++++ Exercise materials

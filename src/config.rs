//! Tool configuration.
//!
//! Handles loading, validating, and merging `lqip.toml`. Stock defaults are
//! overridden by the user file, which is in turn overridden by CLI flags.
//!
//! ## Configuration Options
//!
//! ```toml
//! # All options are optional - defaults shown below
//!
//! data_path = "mock-data/data.json"  # Content document, read and overwritten
//!
//! [remote]
//! base_url = "https://data.palavara.com/img/"  # Identifier is appended as-is
//! timeout_secs = 30         # Per-image request timeout
//!
//! [placeholder]
//! width = 20                # Maximum placeholder width in pixels
//! blur_sigma = 3.0          # Gaussian blur (0 disables)
//! quality = 20              # JPEG quality (1-100)
//!
//! [processing]
//! batch_size = 5            # Images fetched concurrently per batch
//! ```
//!
//! ## Partial Configuration
//!
//! Config files are sparse. Override just the values you want:
//!
//! ```toml
//! [remote]
//! base_url = "http://localhost:3061/img/"
//! ```
//!
//! Unknown keys are rejected to catch typos early.

use crate::imaging::{Blur, PlaceholderConfig, Quality};
use crate::process::DEFAULT_BATCH_SIZE;
use serde::{Deserialize, Serialize};
use std::fs;
use std::path::{Path, PathBuf};
use std::time::Duration;
use thiserror::Error;

/// Default config file name, looked up in the working directory.
pub const CONFIG_FILENAME: &str = "lqip.toml";

#[derive(Error, Debug)]
pub enum ConfigError {
    #[error("IO error: {0}")]
    Io(#[from] std::io::Error),
    #[error("TOML parse error: {0}")]
    Toml(#[from] toml::de::Error),
    #[error("Config validation error: {0}")]
    Validation(String),
}

/// Tool configuration loaded from `lqip.toml`.
#[derive(Debug, Clone, PartialEq, Serialize, Deserialize)]
#[serde(default, deny_unknown_fields)]
pub struct LqipConfig {
    /// Content document to read and overwrite.
    pub data_path: PathBuf,
    /// Where source images are fetched from.
    pub remote: RemoteConfig,
    /// Placeholder size and encoding.
    pub placeholder: PlaceholderSettings,
    /// Batch concurrency.
    pub processing: ProcessingConfig,
}

impl Default for LqipConfig {
    fn default() -> Self {
        Self {
            data_path: PathBuf::from("mock-data/data.json"),
            remote: RemoteConfig::default(),
            placeholder: PlaceholderSettings::default(),
            processing: ProcessingConfig::default(),
        }
    }
}

impl LqipConfig {
    /// Validate config values are within acceptable ranges.
    pub fn validate(&self) -> Result<(), ConfigError> {
        if self.remote.base_url.trim().is_empty() {
            return Err(ConfigError::Validation(
                "remote.base_url must not be empty".into(),
            ));
        }
        if self.remote.timeout_secs == 0 {
            return Err(ConfigError::Validation(
                "remote.timeout_secs must be at least 1".into(),
            ));
        }
        if self.placeholder.width == 0 {
            return Err(ConfigError::Validation(
                "placeholder.width must be at least 1".into(),
            ));
        }
        if !self.placeholder.blur_sigma.is_finite() || self.placeholder.blur_sigma < 0.0 {
            return Err(ConfigError::Validation(
                "placeholder.blur_sigma must be a non-negative number".into(),
            ));
        }
        if !(1..=100).contains(&self.placeholder.quality) {
            return Err(ConfigError::Validation(
                "placeholder.quality must be 1-100".into(),
            ));
        }
        if self.processing.batch_size == 0 {
            return Err(ConfigError::Validation(
                "processing.batch_size must be at least 1".into(),
            ));
        }
        Ok(())
    }

    pub fn placeholder_config(&self) -> PlaceholderConfig {
        PlaceholderConfig {
            max_width: self.placeholder.width,
            blur: Blur::new(self.placeholder.blur_sigma),
            quality: Quality::new(self.placeholder.quality),
        }
    }

    pub fn timeout(&self) -> Duration {
        Duration::from_secs(self.remote.timeout_secs)
    }
}

/// Remote image host settings.
#[derive(Debug, Clone, PartialEq, Eq, Serialize, Deserialize)]
#[serde(default, deny_unknown_fields)]
pub struct RemoteConfig {
    /// Prefix every identifier is appended to. Keep the trailing slash.
    pub base_url: String,
    /// Per-image request timeout in seconds. A timeout counts as a failed
    /// image, not a failed run.
    pub timeout_secs: u64,
}

impl Default for RemoteConfig {
    fn default() -> Self {
        Self {
            base_url: "https://data.palavara.com/img/".to_string(),
            timeout_secs: 30,
        }
    }
}

/// Placeholder encoding settings.
#[derive(Debug, Clone, PartialEq, Serialize, Deserialize)]
#[serde(default, deny_unknown_fields)]
pub struct PlaceholderSettings {
    /// Maximum width in pixels; height follows the aspect ratio.
    pub width: u32,
    /// Gaussian blur sigma. 0 disables the blur.
    pub blur_sigma: f32,
    /// JPEG quality (1 = worst, 100 = best).
    pub quality: u32,
}

impl Default for PlaceholderSettings {
    fn default() -> Self {
        Self {
            width: 20,
            blur_sigma: 3.0,
            quality: 20,
        }
    }
}

/// Batch processing settings.
#[derive(Debug, Clone, PartialEq, Eq, Serialize, Deserialize)]
#[serde(default, deny_unknown_fields)]
pub struct ProcessingConfig {
    /// Number of images fetched and encoded concurrently. The next batch
    /// starts only once the current one has finished.
    pub batch_size: usize,
}

impl Default for ProcessingConfig {
    fn default() -> Self {
        Self {
            batch_size: DEFAULT_BATCH_SIZE,
        }
    }
}

// =============================================================================
// Config loading, merging, and validation
// =============================================================================

/// Returns the stock default config as a `toml::Value::Table`.
pub fn stock_defaults_value() -> toml::Value {
    toml::Value::try_from(LqipConfig::default()).expect("default config must serialize")
}

/// Recursively merge `overlay` on top of `base`.
///
/// - Tables are merged key-by-key (overlay keys override base keys).
/// - Non-table values in overlay replace base values entirely.
/// - Keys in base that are not in overlay are preserved.
pub fn merge_toml(base: toml::Value, overlay: toml::Value) -> toml::Value {
    match (base, overlay) {
        (toml::Value::Table(mut base_table), toml::Value::Table(overlay_table)) => {
            for (key, overlay_val) in overlay_table {
                let merged = match base_table.remove(&key) {
                    Some(base_val) => merge_toml(base_val, overlay_val),
                    None => overlay_val,
                };
                base_table.insert(key, merged);
            }
            toml::Value::Table(base_table)
        }
        (_, overlay) => overlay,
    }
}

/// Read a config file as a raw TOML value.
///
/// Returns `Ok(None)` if the file does not exist.
pub fn load_raw_config(path: &Path) -> Result<Option<toml::Value>, ConfigError> {
    if !path.exists() {
        return Ok(None);
    }
    let content = fs::read_to_string(path)?;
    let value: toml::Value = toml::from_str(&content)?;
    Ok(Some(value))
}

/// Merge an optional overlay onto a base value, then deserialize and validate.
pub fn resolve_config(
    base: toml::Value,
    overlay: Option<toml::Value>,
) -> Result<LqipConfig, ConfigError> {
    let merged = match overlay {
        Some(ov) => merge_toml(base, ov),
        None => base,
    };
    let config: LqipConfig = merged.try_into()?;
    config.validate()?;
    Ok(config)
}

/// Load config from `path`, falling back to stock defaults when the file is
/// absent. An explicitly requested file that is missing is an error.
pub fn load_config(path: &Path, required: bool) -> Result<LqipConfig, ConfigError> {
    let overlay = load_raw_config(path)?;
    if overlay.is_none() && required {
        return Err(ConfigError::Io(std::io::Error::new(
            std::io::ErrorKind::NotFound,
            format!("config file not found: {}", path.display()),
        )));
    }
    resolve_config(stock_defaults_value(), overlay)
}

/// Returns a fully-commented stock `lqip.toml` with all keys and explanations.
///
/// Used by the `gen-config` CLI command.
pub fn stock_config_toml() -> &'static str {
    r##"# gallery-lqip configuration
# ==========================
# All settings are optional. Remove or comment out any you don't need.
# Values shown below are the defaults. Unknown keys will cause an error.
# Command-line flags override values from this file.

# Content document to read, fill with placeholders, and overwrite.
data_path = "mock-data/data.json"

# ---------------------------------------------------------------------------
# Image host
# ---------------------------------------------------------------------------
[remote]
# Each identifier is appended to this prefix as-is. Keep the trailing slash.
base_url = "https://data.palavara.com/img/"

# Per-image request timeout in seconds. A timed-out image is skipped.
timeout_secs = 30

# ---------------------------------------------------------------------------
# Placeholder encoding
# ---------------------------------------------------------------------------
[placeholder]
# Maximum width in pixels. Height follows the aspect ratio.
# Images narrower than this keep their size.
width = 20

# Gaussian blur sigma applied after downsampling. 0 disables the blur.
blur_sigma = 3.0

# JPEG quality (1 = worst, 100 = best).
quality = 20

# ---------------------------------------------------------------------------
# Processing
# ---------------------------------------------------------------------------
[processing]
# Images fetched concurrently. Batches run one after another.
batch_size = 5
"##
}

++++++++

_Work task_:
Out of the records above, pick each line that contains the string "merged".

_Your response_:
/// - Tables are merged key-by-key (overlay keys override base keys).
                let merged = match base_table.remove(&key) {
                base_table.insert(key, merged);
    let merged = match overlay {
    let config: LqipConfig = merged.try_into()?;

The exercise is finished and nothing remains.